• [Task requirements]
Search each line below for "input", then return the lines where it appears.

• [Extracted data]

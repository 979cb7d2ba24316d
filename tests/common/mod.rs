//! A stateful PIV card simulator used by the crate-level integration tests.
//!
//! The unit tests sprinkled through `src/` use a scripted FIFO transport
//! that just replays canned replies — good enough to exercise one function
//! at a time, but not a full multi-step flow (PIN retries, admin
//! authentication, key generation followed by signing). This module plays
//! the part of a minimal but functionally real PIV applet: it tracks PIN
//! and admin-key state, generates and stores key material, and answers
//! `GEN_AUTH` with actual cryptography so a generated key's signature can
//! be verified end to end.
//!
//! It is intentionally not a general APDU interpreter — only the command
//! shapes this crate's `commands`/`token` modules actually send.

use std::collections::HashMap;

use cipher::{generic_array::GenericArray, BlockDecrypt, BlockEncrypt, KeyInit};
use des::TdesEde3;
use p256::ecdsa::signature::hazmat::PrehashSigner;
use p256::ecdsa::SigningKey;
use p256::elliptic_curve::sec1::ToEncodedPoint;
use p256::{PublicKey, SecretKey};

use piv::apdu::CardTransport;
use piv::error::{PivError, PivResult};
use piv::tlv::{self, TlvWriter};

pub const DEFAULT_ADMIN_KEY: [u8; 24] = [
    0x01, 0x02, 0x03, 0x04, 0x05, 0x06, 0x07, 0x08, 0x09, 0x10, 0x11, 0x12, 0x13, 0x14, 0x15, 0x16,
    0x17, 0x18, 0x19, 0x20, 0x21, 0x22, 0x23, 0x24,
];

const DEFAULT_PIN_RETRIES: u8 = 3;
const DEFAULT_PUK_RETRIES: u8 = 3;

const INS_SELECT: u8 = 0xA4;
const INS_GET_DATA: u8 = 0xCB;
const INS_PUT_DATA: u8 = 0xDB;
const INS_VERIFY: u8 = 0x20;
const INS_CHANGE_REFERENCE: u8 = 0x24;
const INS_RESET_RETRY: u8 = 0x2C;
const INS_GEN_AUTH: u8 = 0x87;
const INS_GEN_ASYM: u8 = 0x47;
const INS_GET_VERSION: u8 = 0xFD;
const INS_YK_RESET: u8 = 0xFB;

const ADMIN_SLOT: u8 = 0x9B;

fn threedes_encrypt(key: &[u8], block: &[u8; 8]) -> [u8; 8] {
    let cipher = TdesEde3::new_from_slice(key).expect("valid 3DES key");
    let mut b = GenericArray::clone_from_slice(block);
    cipher.encrypt_block(&mut b);
    let mut out = [0u8; 8];
    out.copy_from_slice(&b);
    out
}

fn threedes_decrypt(key: &[u8], block: &[u8]) -> [u8; 8] {
    let cipher = TdesEde3::new_from_slice(key).expect("valid 3DES key");
    let mut b = GenericArray::clone_from_slice(block);
    cipher.decrypt_block(&mut b);
    let mut out = [0u8; 8];
    out.copy_from_slice(&b);
    out
}

fn strip_ff_padding(padded: &[u8; 8]) -> String {
    let end = padded.iter().position(|&b| b == 0xFF).unwrap_or(8);
    String::from_utf8_lossy(&padded[..end]).into_owned()
}

/// One slot's live key material, as held by the simulated card.
enum SlotKey {
    Ec(SecretKey),
}

fn sw_bytes(data: &mut Vec<u8>, sw: u16) -> PivResult<Vec<u8>> {
    data.push((sw >> 8) as u8);
    data.push((sw & 0xFF) as u8);
    Ok(std::mem::take(data))
}

/// Splits an inbound APDU wire frame back into header fields and command
/// data, matching exactly what [`piv::apdu::Command::to_bytes`] produces: a
/// command is either header-only, header+Le, or header+Lc+data[+Le]. Every
/// payload this crate ever sends fits short form, so a single-byte Lc is
/// all that needs to be handled.
fn split_command(command: &[u8]) -> (u8, u8, u8, u8, Vec<u8>) {
    let cla = command[0];
    let ins = command[1];
    let p1 = command[2];
    let p2 = command[3];
    let rest = &command[4..];
    if rest.len() <= 1 {
        return (cla, ins, p1, p2, Vec::new());
    }
    let lc = rest[0] as usize;
    let data = rest[1..1 + lc].to_vec();
    (cla, ins, p1, p2, data)
}

pub struct ScriptedCard {
    pub pin: String,
    pub pin_retries: u8,
    pub pin_verified: bool,
    pub puk: String,
    pub puk_retries: u8,
    pub admin_key: Vec<u8>,
    pub admin_witness: Option<[u8; 8]>,
    pub reset_allowed: bool,
    pub is_yk: bool,
    objects: HashMap<Vec<u8>, Vec<u8>>,
    slots: HashMap<u8, SlotKey>,
}

impl ScriptedCard {
    pub fn new() -> Self {
        ScriptedCard {
            pin: "123456".to_string(),
            pin_retries: DEFAULT_PIN_RETRIES,
            pin_verified: false,
            puk: "12345678".to_string(),
            puk_retries: DEFAULT_PUK_RETRIES,
            admin_key: DEFAULT_ADMIN_KEY.to_vec(),
            admin_witness: None,
            reset_allowed: false,
            is_yk: false,
            objects: HashMap::new(),
            slots: HashMap::new(),
        }
    }

    /// Seed a data object (e.g. CHUID) as the raw content that belongs
    /// inside the `53` wrapper `GET DATA` returns. The Discovery Object
    /// (tag `7E`) is the exception: it is returned as its own top-level
    /// template rather than wrapped in `53`, so its seeded content should
    /// already be the full `7E` TLV (see `discovery_object`).
    pub fn put_object(&mut self, tag: &[u8], content: Vec<u8>) {
        self.objects.insert(tag.to_vec(), content);
    }

    fn get_data(&self, tag: &[u8]) -> PivResult<Vec<u8>> {
        let content = self
            .objects
            .get(tag)
            .ok_or_else(|| PivError::NotFound(format!("no object for tag {tag:02X?}")))?;
        if tag == [0x7E] {
            return Ok(content.clone());
        }
        let mut out = Vec::new();
        out.push(0x53);
        tlv::encode_length(content.len(), &mut out);
        out.extend_from_slice(content);
        Ok(out)
    }

    fn put_data(&mut self, data: &[u8]) -> PivResult<()> {
        let items = tlv::parse_all(data)?;
        let tag = tlv::find(&items, &[0x5C])
            .ok_or_else(|| PivError::InvalidData("PUT DATA missing tag 5C".into()))?
            .value
            .clone();
        let wrapper = tlv::find(&items, &[0x53])
            .ok_or_else(|| PivError::InvalidData("PUT DATA missing tag 53".into()))?
            .value
            .clone();
        self.objects.insert(tag, wrapper);
        Ok(())
    }

    fn handle_verify(&mut self, p2: u8, data: &[u8]) -> PivResult<Vec<u8>> {
        let mut out = Vec::new();
        if p2 != 0x80 {
            return sw_bytes(&mut out, 0x6A86);
        }
        if data.is_empty() {
            if self.pin_verified {
                return sw_bytes(&mut out, 0x9000);
            }
            return sw_bytes(&mut out, 0x63C0 | self.pin_retries as u16);
        }
        let submitted = strip_ff_padding(&data.try_into().map_err(|_| {
            PivError::InvalidData("VERIFY data not 8 bytes".into())
        })?);
        if submitted == self.pin {
            self.pin_retries = DEFAULT_PIN_RETRIES;
            self.pin_verified = true;
            sw_bytes(&mut out, 0x9000)
        } else {
            self.pin_verified = false;
            self.pin_retries = self.pin_retries.saturating_sub(1);
            sw_bytes(&mut out, 0x63C0 | self.pin_retries as u16)
        }
    }

    fn handle_change_reference(&mut self, data: &[u8]) -> PivResult<Vec<u8>> {
        let mut out = Vec::new();
        if data.len() != 16 {
            return sw_bytes(&mut out, 0x6A80);
        }
        let old: [u8; 8] = data[..8].try_into().unwrap();
        let new: [u8; 8] = data[8..].try_into().unwrap();
        if strip_ff_padding(&old) == self.pin {
            self.pin = strip_ff_padding(&new);
            self.pin_retries = DEFAULT_PIN_RETRIES;
            sw_bytes(&mut out, 0x9000)
        } else {
            self.pin_retries = self.pin_retries.saturating_sub(1);
            sw_bytes(&mut out, 0x63C0 | self.pin_retries as u16)
        }
    }

    fn handle_reset_retry(&mut self, data: &[u8]) -> PivResult<Vec<u8>> {
        let mut out = Vec::new();
        if data.len() != 16 {
            return sw_bytes(&mut out, 0x6A80);
        }
        let puk: [u8; 8] = data[..8].try_into().unwrap();
        let new_pin: [u8; 8] = data[8..].try_into().unwrap();
        if strip_ff_padding(&puk) == self.puk {
            self.pin = strip_ff_padding(&new_pin);
            self.pin_retries = DEFAULT_PIN_RETRIES;
            self.puk_retries = DEFAULT_PUK_RETRIES;
            sw_bytes(&mut out, 0x9000)
        } else {
            self.puk_retries = self.puk_retries.saturating_sub(1);
            sw_bytes(&mut out, 0x63C0 | self.puk_retries as u16)
        }
    }

    fn handle_gen_auth(&mut self, p2: u8, data: &[u8]) -> PivResult<Vec<u8>> {
        let mut out = Vec::new();
        let outer = tlv::parse_all(data)?;
        let dialog = tlv::find(&outer, &[0x7C])
            .ok_or_else(|| PivError::InvalidData("GEN_AUTH request missing tag 7C".into()))?;
        let inner = tlv::parse_all(&dialog.value)?;

        if p2 == ADMIN_SLOT {
            if let Some(challenge) = tlv::find(&inner, &[0x81]) {
                // Step 2: client decrypted our witness (80) and is posing its
                // own challenge (81). Answer with that challenge encrypted.
                let client_witness = tlv::find(&inner, &[0x80])
                    .ok_or_else(|| PivError::InvalidData("missing decrypted witness".into()))?;
                if self.admin_witness != Some(client_witness.value.as_slice().try_into().unwrap_or([0; 8])) {
                    return sw_bytes(&mut out, 0x6982);
                }
                let challenge: [u8; 8] = challenge.value.as_slice().try_into().unwrap_or([0; 8]);
                let response = threedes_encrypt(&self.admin_key, &challenge);
                let mut w = TlvWriter::new();
                w.open(&[0x7C]);
                w.write(&[0x82], &response);
                w.close()?;
                out.extend_from_slice(&w.finish()?);
                return sw_bytes(&mut out, 0x9000);
            }
            // Step 1: witness request.
            let witness_plain = [0xAAu8; 8];
            self.admin_witness = Some(witness_plain);
            let witness_cipher = threedes_encrypt(&self.admin_key, &witness_plain);
            let mut w = TlvWriter::new();
            w.open(&[0x7C]);
            w.write(&[0x80], &witness_cipher);
            w.close()?;
            out.extend_from_slice(&w.finish()?);
            return sw_bytes(&mut out, 0x9000);
        }

        let slot_key = self
            .slots
            .get(&p2)
            .ok_or_else(|| PivError::NotFound(format!("slot {p2:02X} has no key")))?;
        let SlotKey::Ec(secret) = slot_key;

        if let Some(peer) = tlv::find(&inner, &[0x85]) {
            let peer_pub = PublicKey::from_sec1_bytes(&peer.value)
                .map_err(|e| PivError::InvalidData(format!("bad peer point: {e}")))?;
            let shared = p256::ecdh::diffie_hellman(secret.to_nonzero_scalar(), peer_pub.as_affine());
            let mut w = TlvWriter::new();
            w.open(&[0x7C]);
            w.write(&[0x82], shared.raw_secret_bytes().as_slice());
            w.close()?;
            out.extend_from_slice(&w.finish()?);
            return sw_bytes(&mut out, 0x9000);
        }

        let input = tlv::find(&inner, &[0x81])
            .ok_or_else(|| PivError::InvalidData("GEN_AUTH sign request missing tag 81".into()))?;
        let signing_key = SigningKey::from(secret);
        let sig: p256::ecdsa::Signature = signing_key
            .sign_prehash(&input.value)
            .map_err(|e| PivError::InvalidData(format!("prehash sign failed: {e}")))?;
        let mut w = TlvWriter::new();
        w.open(&[0x7C]);
        w.write(&[0x82], &sig.to_bytes());
        w.close()?;
        out.extend_from_slice(&w.finish()?);
        sw_bytes(&mut out, 0x9000)
    }

    fn handle_gen_asym(&mut self, p2: u8) -> PivResult<Vec<u8>> {
        let mut out = Vec::new();
        let secret = SecretKey::random(&mut rand::thread_rng());
        let point = secret.public_key().to_encoded_point(false).as_bytes().to_vec();
        self.slots.insert(p2, SlotKey::Ec(secret));

        let mut w = TlvWriter::new();
        w.open(&[0x7F, 0x49]);
        w.write(&[0x86], &point);
        w.close()?;
        out.extend_from_slice(&w.finish()?);
        sw_bytes(&mut out, 0x9000)
    }
}

impl Default for ScriptedCard {
    fn default() -> Self {
        Self::new()
    }
}

impl CardTransport for ScriptedCard {
    fn transmit(&mut self, command: &[u8]) -> PivResult<Vec<u8>> {
        let (_cla, ins, _p1, p2, data) = split_command(command);
        match ins {
            INS_SELECT => {
                let mut out = Vec::new();
                sw_bytes(&mut out, 0x9000)
            }
            INS_GET_DATA => {
                let items = tlv::parse_all(&data)?;
                let tag = tlv::find(&items, &[0x5C])
                    .ok_or_else(|| PivError::InvalidData("GET DATA missing tag 5C".into()))?
                    .value
                    .clone();
                match self.get_data(&tag) {
                    Ok(mut body) => sw_bytes(&mut body, 0x9000),
                    Err(_) => {
                        let mut out = Vec::new();
                        sw_bytes(&mut out, 0x6A82)
                    }
                }
            }
            INS_PUT_DATA => {
                self.put_data(&data)?;
                let mut out = Vec::new();
                sw_bytes(&mut out, 0x9000)
            }
            INS_VERIFY => self.handle_verify(p2, &data),
            INS_CHANGE_REFERENCE => self.handle_change_reference(&data),
            INS_RESET_RETRY => self.handle_reset_retry(&data),
            INS_GEN_AUTH => self.handle_gen_auth(p2, &data),
            INS_GEN_ASYM => self.handle_gen_asym(p2),
            INS_GET_VERSION => {
                let mut out = Vec::new();
                if self.is_yk {
                    out.extend_from_slice(&[5, 4, 3]);
                    sw_bytes(&mut out, 0x9000)
                } else {
                    sw_bytes(&mut out, 0x6D00)
                }
            }
            INS_YK_RESET => {
                let mut out = Vec::new();
                if self.reset_allowed {
                    sw_bytes(&mut out, 0x9000)
                } else {
                    sw_bytes(&mut out, 0x6985)
                }
            }
            other => {
                let mut out = Vec::new();
                let _ = other;
                sw_bytes(&mut out, 0x6D00)
            }
        }
    }
}

/// Build a CHUID object body (inside the `53` wrapper) carrying the given
/// GUID, an arbitrary FASC-N, and a signed indicator.
pub fn chuid_object(guid: [u8; 16]) -> Vec<u8> {
    let mut w = TlvWriter::new();
    w.write(&[0x30], &[0xAAu8; 25]);
    w.write(&[0x34], &guid);
    w.write(&[0x35], &[0x00; 8]);
    w.write(&[0x3E], &[0x01]);
    w.write(&[0xFE], &[]);
    w.finish().unwrap()
}

/// Build a Discovery object: the full `7E` template (not wrapped in `53`,
/// unlike every other data object) wrapping a PIN Usage Policy (`5F2F`)
/// signaling PIV PIN support.
pub fn discovery_object() -> Vec<u8> {
    let mut inner = TlvWriter::new();
    inner.write(&[0x5F, 0x2F], &[0x20, 0x00]);
    let inner_bytes = inner.finish().unwrap();
    let mut w = TlvWriter::new();
    w.write(&[0x7E], &inner_bytes);
    w.finish().unwrap()
}

/// Build a Key History object body.
pub fn key_history_object(on_card: u8, off_card: u8, url: Option<&str>) -> Vec<u8> {
    let mut w = TlvWriter::new();
    w.write(&[0xC1], &[on_card]);
    w.write(&[0xC2], &[off_card]);
    if let Some(url) = url {
        w.write(&[0xF3], url.as_bytes());
    }
    w.finish().unwrap()
}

• [Response box]
        let input = tlv::find(&inner, &[0x81])
            .sign_prehash(&input.value)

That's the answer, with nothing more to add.